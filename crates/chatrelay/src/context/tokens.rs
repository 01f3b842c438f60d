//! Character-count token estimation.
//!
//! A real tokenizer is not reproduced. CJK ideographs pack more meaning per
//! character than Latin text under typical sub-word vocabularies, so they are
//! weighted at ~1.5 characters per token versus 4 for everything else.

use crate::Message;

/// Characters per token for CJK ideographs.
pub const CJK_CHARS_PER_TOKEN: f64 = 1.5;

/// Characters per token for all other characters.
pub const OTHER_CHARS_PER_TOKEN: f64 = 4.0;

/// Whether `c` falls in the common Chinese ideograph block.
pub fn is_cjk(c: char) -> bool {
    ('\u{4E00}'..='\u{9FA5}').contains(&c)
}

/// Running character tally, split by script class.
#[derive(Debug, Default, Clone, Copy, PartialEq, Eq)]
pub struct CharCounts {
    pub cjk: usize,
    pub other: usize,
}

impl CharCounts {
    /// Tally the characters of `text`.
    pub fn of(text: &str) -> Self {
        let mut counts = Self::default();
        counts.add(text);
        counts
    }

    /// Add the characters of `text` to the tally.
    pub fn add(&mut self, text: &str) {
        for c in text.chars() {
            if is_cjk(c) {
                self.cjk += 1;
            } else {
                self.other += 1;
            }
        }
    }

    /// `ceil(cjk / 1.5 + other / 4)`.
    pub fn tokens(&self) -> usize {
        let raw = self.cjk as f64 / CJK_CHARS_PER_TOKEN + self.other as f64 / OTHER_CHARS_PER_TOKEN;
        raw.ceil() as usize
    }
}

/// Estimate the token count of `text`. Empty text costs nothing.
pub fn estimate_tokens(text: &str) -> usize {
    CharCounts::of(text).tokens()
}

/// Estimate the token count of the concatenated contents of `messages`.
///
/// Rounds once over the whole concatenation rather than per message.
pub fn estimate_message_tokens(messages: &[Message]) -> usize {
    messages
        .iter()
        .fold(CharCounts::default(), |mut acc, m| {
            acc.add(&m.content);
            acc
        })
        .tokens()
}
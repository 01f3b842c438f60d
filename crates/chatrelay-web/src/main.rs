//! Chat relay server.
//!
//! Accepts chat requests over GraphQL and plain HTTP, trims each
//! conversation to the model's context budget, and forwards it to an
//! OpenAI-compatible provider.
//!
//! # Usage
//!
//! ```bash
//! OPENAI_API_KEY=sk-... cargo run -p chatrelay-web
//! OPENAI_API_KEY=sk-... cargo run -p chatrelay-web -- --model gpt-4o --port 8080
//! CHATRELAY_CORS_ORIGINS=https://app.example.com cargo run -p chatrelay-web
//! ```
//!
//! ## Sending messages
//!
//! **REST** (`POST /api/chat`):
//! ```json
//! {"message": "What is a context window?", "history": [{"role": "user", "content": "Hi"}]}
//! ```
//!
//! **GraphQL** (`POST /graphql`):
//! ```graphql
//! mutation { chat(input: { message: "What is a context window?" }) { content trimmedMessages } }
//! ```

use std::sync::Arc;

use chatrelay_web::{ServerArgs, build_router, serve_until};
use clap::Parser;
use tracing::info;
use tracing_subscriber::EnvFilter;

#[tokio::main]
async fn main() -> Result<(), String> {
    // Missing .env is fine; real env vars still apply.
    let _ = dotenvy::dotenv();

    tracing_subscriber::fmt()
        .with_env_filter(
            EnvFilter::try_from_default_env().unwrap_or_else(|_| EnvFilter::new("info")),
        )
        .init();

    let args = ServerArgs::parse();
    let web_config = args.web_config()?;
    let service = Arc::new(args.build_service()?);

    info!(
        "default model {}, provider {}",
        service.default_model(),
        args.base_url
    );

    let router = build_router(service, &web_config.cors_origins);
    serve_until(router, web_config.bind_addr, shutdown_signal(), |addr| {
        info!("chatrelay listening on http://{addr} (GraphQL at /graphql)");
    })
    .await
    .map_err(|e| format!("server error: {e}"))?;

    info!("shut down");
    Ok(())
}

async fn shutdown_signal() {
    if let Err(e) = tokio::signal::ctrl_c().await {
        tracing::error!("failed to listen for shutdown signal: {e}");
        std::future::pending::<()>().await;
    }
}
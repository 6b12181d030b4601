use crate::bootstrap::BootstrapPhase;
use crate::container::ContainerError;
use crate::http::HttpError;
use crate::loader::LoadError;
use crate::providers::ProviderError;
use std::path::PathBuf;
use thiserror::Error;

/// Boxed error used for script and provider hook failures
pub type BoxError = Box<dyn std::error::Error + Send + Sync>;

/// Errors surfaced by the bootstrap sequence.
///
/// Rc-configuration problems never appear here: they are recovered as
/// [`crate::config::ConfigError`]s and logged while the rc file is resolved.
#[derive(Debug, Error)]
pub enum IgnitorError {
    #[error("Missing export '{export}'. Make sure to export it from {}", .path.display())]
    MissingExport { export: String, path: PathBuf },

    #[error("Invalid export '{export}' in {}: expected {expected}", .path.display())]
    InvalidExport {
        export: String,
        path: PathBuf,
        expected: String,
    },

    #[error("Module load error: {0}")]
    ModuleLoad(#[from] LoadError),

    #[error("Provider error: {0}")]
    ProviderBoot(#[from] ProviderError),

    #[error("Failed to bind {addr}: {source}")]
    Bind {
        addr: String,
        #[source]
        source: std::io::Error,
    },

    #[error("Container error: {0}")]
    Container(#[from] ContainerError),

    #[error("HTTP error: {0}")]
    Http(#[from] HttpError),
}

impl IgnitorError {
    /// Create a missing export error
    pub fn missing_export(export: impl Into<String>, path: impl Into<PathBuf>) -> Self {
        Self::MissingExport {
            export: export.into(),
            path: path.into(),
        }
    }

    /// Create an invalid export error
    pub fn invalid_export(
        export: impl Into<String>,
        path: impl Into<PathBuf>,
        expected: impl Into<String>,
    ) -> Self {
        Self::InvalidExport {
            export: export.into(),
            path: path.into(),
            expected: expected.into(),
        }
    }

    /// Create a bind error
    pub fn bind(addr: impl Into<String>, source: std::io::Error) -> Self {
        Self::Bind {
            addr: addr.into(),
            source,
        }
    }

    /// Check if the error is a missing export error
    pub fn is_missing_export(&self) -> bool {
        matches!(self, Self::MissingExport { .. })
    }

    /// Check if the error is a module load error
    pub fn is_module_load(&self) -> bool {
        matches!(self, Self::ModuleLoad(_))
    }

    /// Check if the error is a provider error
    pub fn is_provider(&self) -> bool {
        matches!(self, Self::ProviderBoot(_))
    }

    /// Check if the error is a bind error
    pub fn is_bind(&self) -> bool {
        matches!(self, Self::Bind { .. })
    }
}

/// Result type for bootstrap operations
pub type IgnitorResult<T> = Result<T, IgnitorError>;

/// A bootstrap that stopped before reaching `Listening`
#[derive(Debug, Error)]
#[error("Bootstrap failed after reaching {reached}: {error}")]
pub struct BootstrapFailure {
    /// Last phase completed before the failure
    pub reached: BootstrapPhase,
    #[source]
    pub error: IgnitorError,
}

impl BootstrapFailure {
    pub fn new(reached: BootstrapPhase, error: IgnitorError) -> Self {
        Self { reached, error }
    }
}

- - -

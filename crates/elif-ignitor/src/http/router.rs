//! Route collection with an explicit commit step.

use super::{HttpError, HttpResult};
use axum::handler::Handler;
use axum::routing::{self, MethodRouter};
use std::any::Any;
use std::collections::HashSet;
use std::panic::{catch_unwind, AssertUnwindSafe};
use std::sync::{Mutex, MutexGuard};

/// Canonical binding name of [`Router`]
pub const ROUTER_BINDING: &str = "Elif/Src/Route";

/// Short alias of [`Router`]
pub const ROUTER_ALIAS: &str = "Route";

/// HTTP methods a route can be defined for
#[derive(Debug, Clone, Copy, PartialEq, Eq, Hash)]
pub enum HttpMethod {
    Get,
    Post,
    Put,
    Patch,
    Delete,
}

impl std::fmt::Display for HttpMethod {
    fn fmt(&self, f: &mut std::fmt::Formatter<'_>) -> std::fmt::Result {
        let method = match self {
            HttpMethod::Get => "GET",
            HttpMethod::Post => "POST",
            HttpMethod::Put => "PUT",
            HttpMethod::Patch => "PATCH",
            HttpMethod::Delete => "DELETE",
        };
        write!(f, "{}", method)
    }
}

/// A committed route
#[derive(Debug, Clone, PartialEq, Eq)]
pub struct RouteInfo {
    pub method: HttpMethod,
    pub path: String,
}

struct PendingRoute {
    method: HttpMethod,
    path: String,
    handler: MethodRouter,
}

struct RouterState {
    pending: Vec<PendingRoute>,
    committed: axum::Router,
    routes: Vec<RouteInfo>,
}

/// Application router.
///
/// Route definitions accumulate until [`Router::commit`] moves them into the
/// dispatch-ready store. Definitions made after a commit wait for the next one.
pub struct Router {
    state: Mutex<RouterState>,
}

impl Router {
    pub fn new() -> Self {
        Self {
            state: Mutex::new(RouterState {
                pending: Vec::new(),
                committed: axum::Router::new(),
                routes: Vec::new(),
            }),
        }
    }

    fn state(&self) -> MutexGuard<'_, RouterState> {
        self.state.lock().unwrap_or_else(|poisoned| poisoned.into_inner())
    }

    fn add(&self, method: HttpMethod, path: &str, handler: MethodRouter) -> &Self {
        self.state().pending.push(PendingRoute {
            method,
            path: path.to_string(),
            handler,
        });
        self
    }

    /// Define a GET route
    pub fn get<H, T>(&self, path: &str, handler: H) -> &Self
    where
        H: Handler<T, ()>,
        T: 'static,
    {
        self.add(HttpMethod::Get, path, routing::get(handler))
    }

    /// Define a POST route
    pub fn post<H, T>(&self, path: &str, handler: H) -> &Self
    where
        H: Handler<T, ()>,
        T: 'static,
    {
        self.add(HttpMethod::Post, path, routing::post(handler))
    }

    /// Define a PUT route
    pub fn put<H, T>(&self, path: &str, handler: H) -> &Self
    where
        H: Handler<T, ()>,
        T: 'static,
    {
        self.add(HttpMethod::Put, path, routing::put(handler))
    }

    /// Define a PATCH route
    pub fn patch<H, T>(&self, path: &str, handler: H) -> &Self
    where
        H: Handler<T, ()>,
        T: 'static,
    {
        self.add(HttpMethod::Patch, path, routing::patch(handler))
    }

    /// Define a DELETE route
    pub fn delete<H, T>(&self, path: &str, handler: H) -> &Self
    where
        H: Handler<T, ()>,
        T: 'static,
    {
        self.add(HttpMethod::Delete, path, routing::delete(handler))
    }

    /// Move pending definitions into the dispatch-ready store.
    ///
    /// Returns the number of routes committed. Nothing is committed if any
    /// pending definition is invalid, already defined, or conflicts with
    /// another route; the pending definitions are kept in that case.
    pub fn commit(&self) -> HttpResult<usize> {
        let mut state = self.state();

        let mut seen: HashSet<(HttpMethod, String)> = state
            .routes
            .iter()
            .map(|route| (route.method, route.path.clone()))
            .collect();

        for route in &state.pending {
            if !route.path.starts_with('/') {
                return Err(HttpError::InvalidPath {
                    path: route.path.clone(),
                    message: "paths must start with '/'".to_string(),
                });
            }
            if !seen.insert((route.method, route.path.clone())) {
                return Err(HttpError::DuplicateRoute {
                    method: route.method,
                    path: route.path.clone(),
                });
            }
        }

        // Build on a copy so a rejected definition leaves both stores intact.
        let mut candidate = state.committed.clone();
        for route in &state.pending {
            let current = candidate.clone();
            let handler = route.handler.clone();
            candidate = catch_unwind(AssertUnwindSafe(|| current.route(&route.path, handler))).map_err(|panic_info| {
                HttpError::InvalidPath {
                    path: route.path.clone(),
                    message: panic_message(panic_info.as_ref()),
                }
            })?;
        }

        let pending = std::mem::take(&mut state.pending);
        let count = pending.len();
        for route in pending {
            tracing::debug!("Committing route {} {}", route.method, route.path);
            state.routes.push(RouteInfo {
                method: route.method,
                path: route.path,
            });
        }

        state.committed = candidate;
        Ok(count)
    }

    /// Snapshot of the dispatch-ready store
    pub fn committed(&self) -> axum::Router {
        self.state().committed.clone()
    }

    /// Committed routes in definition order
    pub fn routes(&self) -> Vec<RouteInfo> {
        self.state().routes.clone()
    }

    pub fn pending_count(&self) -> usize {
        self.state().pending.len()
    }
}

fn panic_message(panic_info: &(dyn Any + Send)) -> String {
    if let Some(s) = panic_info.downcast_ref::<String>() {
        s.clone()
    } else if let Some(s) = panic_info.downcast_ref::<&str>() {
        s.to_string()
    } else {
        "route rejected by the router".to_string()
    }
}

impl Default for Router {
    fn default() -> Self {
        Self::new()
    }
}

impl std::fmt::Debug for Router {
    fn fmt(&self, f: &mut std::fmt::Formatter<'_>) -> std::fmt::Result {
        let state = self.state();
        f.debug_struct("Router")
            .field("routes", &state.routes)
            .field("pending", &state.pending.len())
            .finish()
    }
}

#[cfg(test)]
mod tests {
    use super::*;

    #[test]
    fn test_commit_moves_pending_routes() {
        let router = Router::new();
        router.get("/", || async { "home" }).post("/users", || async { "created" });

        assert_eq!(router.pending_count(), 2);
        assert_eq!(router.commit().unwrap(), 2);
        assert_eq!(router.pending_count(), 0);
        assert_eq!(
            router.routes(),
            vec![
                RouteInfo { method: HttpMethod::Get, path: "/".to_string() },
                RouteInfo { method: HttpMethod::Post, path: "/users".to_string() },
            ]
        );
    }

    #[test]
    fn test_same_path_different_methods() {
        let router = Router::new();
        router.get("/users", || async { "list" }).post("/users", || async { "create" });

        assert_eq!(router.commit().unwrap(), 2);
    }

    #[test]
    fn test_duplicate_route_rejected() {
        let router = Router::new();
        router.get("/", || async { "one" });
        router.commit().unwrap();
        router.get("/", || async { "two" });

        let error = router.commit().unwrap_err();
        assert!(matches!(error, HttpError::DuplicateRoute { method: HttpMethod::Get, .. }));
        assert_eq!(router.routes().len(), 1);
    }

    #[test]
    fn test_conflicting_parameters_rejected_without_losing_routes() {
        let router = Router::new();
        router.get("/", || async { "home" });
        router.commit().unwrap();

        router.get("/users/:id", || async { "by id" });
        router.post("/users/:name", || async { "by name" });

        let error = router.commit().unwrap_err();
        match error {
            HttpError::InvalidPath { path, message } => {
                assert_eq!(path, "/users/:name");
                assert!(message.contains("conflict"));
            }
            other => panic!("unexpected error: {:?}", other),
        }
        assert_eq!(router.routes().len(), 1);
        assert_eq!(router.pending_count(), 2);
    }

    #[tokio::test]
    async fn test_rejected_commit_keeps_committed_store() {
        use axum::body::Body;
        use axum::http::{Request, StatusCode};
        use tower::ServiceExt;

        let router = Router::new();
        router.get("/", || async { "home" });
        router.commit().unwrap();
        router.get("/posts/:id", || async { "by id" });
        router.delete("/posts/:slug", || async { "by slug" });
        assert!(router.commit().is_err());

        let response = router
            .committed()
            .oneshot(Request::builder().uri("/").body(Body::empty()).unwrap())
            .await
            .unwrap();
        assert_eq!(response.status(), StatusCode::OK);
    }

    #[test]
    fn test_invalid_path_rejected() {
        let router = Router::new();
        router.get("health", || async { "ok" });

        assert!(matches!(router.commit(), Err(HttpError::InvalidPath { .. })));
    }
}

- - -

# WHAT IS EXPECTED:
Begin with the line above that has "filename crates/chatrelay/src/context/tokens.rs" and continue through the line that has "Chinese ideograph block.", setting each one down exactly. Stop there.

# TASK RESULT:
filename crates/chatrelay/src/context/tokens.rs
repository 01f3b842c438f60d
//! Character-count token estimation.
//!
//! A real tokenizer is not reproduced. CJK ideographs pack more meaning per
//! character than Latin text under typical sub-word vocabularies, so they are
//! weighted at ~1.5 characters per token versus 4 for everything else.

use crate::Message;

/// Characters per token for CJK ideographs.
pub const CJK_CHARS_PER_TOKEN: f64 = 1.5;

/// Characters per token for all other characters.
pub const OTHER_CHARS_PER_TOKEN: f64 = 4.0;

/// Whether `c` falls in the common Chinese ideograph block.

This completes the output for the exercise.